Why Visible Light Positioning is the Future of Indoor Drone Navigation
The Challenge of the indoor positioning system
To push toward fully autonomous smart factories, drones and mobile robots are becoming indispensable. However, indoor autonomous navigation still faces a massive barrier: GPS signals are blocked by roofs and walls, making them unsuitable for indoor navigation. While traditional radio-frequency (RF) solutions like Wi-Fi or Bluetooth can be used indoors, they generally suffer from multipath interference and signal instability, usually achieving only meter-level accuracy. Moreover, balancing infrastructure deployment costs remains challenging for high-precision positioning systems, such as those utilizing Ultra-Wideband (UWB) sensors [1].
Lighting Up with VLP
This is where Visible Light Positioning (VLP) comes in. VLP leverages ubiquitous and economical Light-Emitting Diodes (LEDs) that are already installed for daily illumination.
By modulating the LED light, we can make the bulbs flicker at high speeds undetectable to the human eye.
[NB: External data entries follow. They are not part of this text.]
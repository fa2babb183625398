//! Durable Target Field Store backings driven through the driver

use crate::integration::test_utils::{driver_over, resource};
use serde_json::json;
use std::sync::Arc;
use tempfile::TempDir;
use universal_agent::backend::MemoryBackend;
use universal_agent::driver::CapabilityDriver;
use universal_agent::store::{JsonFileFieldBacking, SledFieldBacking, TargetFieldBacking};

fn survives_restart(open: impl Fn() -> Arc<dyn TargetFieldBacking>) {
    let backend = Arc::new(MemoryBackend::new("p1"));
    let res = resource("foo", &[("name", json!("a")), ("size", json!(1))]);

    {
        let mut driver = driver_over(&backend, open());
        driver.start().unwrap();
        driver.create(&res).unwrap();
        driver.finalize().unwrap();
    }

    let mut driver = driver_over(&backend, open());
    driver.start().unwrap();
    let listed = driver.list("foo").unwrap();
    assert_eq!(listed.len(), 1);
    assert_eq!(listed[0].uuid, res.uuid);
    assert_eq!(listed[0].hash().unwrap(), res.hash().unwrap());
}

fn abort_discards(open: impl Fn() -> Arc<dyn TargetFieldBacking>) {
    let backend = Arc::new(MemoryBackend::new("p1"));

    let mut driver = driver_over(&backend, open());
    driver.start().unwrap();
    driver.create(&resource("foo", &[("name", json!("a"))])).unwrap();
    drop(driver);

    assert!(open().load_all().unwrap().is_empty());
}

#[test]
fn test_sled_backing_survives_restart() {
    let temp_dir = TempDir::new().unwrap();
    let path = temp_dir.path().join("fields");
    // sled holds a lock per process; reopen through one handle
    let backing: Arc<dyn TargetFieldBacking> = Arc::new(SledFieldBacking::new(&path).unwrap());
    survives_restart(|| backing.clone());
}

#[test]
fn test_sled_backing_drop_discards_pass() {
    let temp_dir = TempDir::new().unwrap();
    let backing: Arc<dyn TargetFieldBacking> =
        Arc::new(SledFieldBacking::new(temp_dir.path().join("fields")).unwrap());
    abort_discards(|| backing.clone());
}

#[test]
fn test_json_backing_survives_restart() {
    let temp_dir = TempDir::new().unwrap();
    let path = temp_dir.path().join("fields.json");
    survives_restart(|| Arc::new(JsonFileFieldBacking::new(&path)));
    assert!(path.exists());
}

#[test]
fn test_json_backing_drop_discards_pass() {
    let temp_dir = TempDir::new().unwrap();
    let path = temp_dir.path().join("fields.json");
    abort_discards(|| Arc::new(JsonFileFieldBacking::new(&path)));
    assert!(!path.exists());
}

#[test]
fn test_delete_is_persisted() {
    let temp_dir = TempDir::new().unwrap();
    let path = temp_dir.path().join("fields.json");
    let backend = Arc::new(MemoryBackend::new("p1"));
    let res = resource("foo", &[("name", json!("a"))]);

    let mut driver = driver_over(&backend, Arc::new(JsonFileFieldBacking::new(&path)));
    driver.start().unwrap();
    driver.create(&res).unwrap();
    driver.finalize().unwrap();

    driver.start().unwrap();
    driver.delete(&res).unwrap();
    driver.finalize().unwrap();

    assert!(JsonFileFieldBacking::new(&path).load_all().unwrap().is_empty());
    assert_eq!(backend.count("foo"), 0);
}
This allows us to turn existing lighting infrastructure into a network of optical transmitters.
This dual-use of infrastructure perfectly encapsulates the vision of Integrated Sensing and Communication (ISAC). Instead of deploying entirely separate systems for illumination, data transmission, and sensing, ISAC combines them into a unified visible light frequency system. Drones equipped with simple, low-cost photodiodes or off-the-shelf cameras can capture these signals to determine their exact location. Furthermore, because visible light is less subject to the multipath interference that affects RF signals, VLC-based systems can achieve localization accuracy to within 10 cm in controlled environments. [2]

Figure 1: Comparison of VLP performance between a standard parallel receiver and a tilted receiver.
The 6-DoF Complexity for Mobile Drones
While VLP sounds straightforward, moving from static tracking to flying robots introduces severe dynamic challenges. Most early state-of-the-art VLP research assumed the receiver was a static object or moved only in 2D. Drones, however, operate in three-dimensional space with six degrees of freedom (6-DoF).
Whenever a drone moves forward or backward, it must tilt (pitch or roll). This transitional movement constantly changes the incidence angle at which the light hits the light sensors, drastically impacting the received signal strength and degrading location estimation precision.
To solve this, researchers are moving away from relying solely on light. Modern approaches utilize “tightly coupled” integration, fusing VLP data with the drone’s onboard IMU data.
By fusing more data, these advanced tightly coupled systems can account for varying photodiode inclinations and maintain stability even during conditions of severe signal blockage. [3]

Figure 2: The infrastructure challenge: traditional VLP requires multiple overlapping emitters for trilateration (left), whereas sparse environments with a single light source (right) limit the system’s applicability.
The Trade-off: Dense Infrastructure vs. Smart Algorithms
A central challenge in designing VLP systems is the density of the infrastructure. Traditional VLP relies heavily on multi-light-source layouts that require the drone to clearly see multiple different LEDs simultaneously to calculate its position.
If fewer LEDs are in the field of view, such as in corridors or factories with large spacing, the system may be unable to receive signals from multiple light sources simultaneously, limiting its applicability.
However, requiring a dense, perfectly assembled grid of LEDs limits operational flexibility. Consequently, a major research frontier is single-beacon navigation. By shifting the complexity to the drone’s onboard algorithms, achieving centimeter-level positioning without the need for an overlapping canopy of lights has become a critical, yet largely unsolved, objective.
Why This Matters for 6G and JCAS
As we evolve toward 6G, mobile networks are expected to gain the ability to proactively perceive their physical environments, turning the network into a sensory system. VLP demonstrates exactly how we can repurpose everyday infrastructure to solve complex robotic challenges. By utilizing optical signals to satisfy the requirements of both communication capacity and high sensing accuracy, visible light positioning offers a scalable, electromagnetically safe, and highly cost-efficient solution for the future indoor robotic application.
References
[1] L. Mainetti, L. Patrono and I. Sergi, A survey on indoor positioning systems, 2014 22nd International Conference on Software, Telecommunications and Computer Networks (SoftCOM). [2] Zhice Yang, Zeyu Wang, Jiansong Zhang, Chenyu Huang, and Qian Zhang. 2015. Wearables Can Afford: Light-weight Indoor Positioning with Visible Light. In Proceedings of the 13th Annual International Conference on Mobile Systems, Applications, and Services (MobiSys ’15). [3] G. Niu, J. Zhang, S. Guo, M. -O. Pun and C. S. Chen, UAV-Enabled 3D Indoor Positioning and Navigation Based on VLC, ICC 2021 – IEEE International Conference on Communications.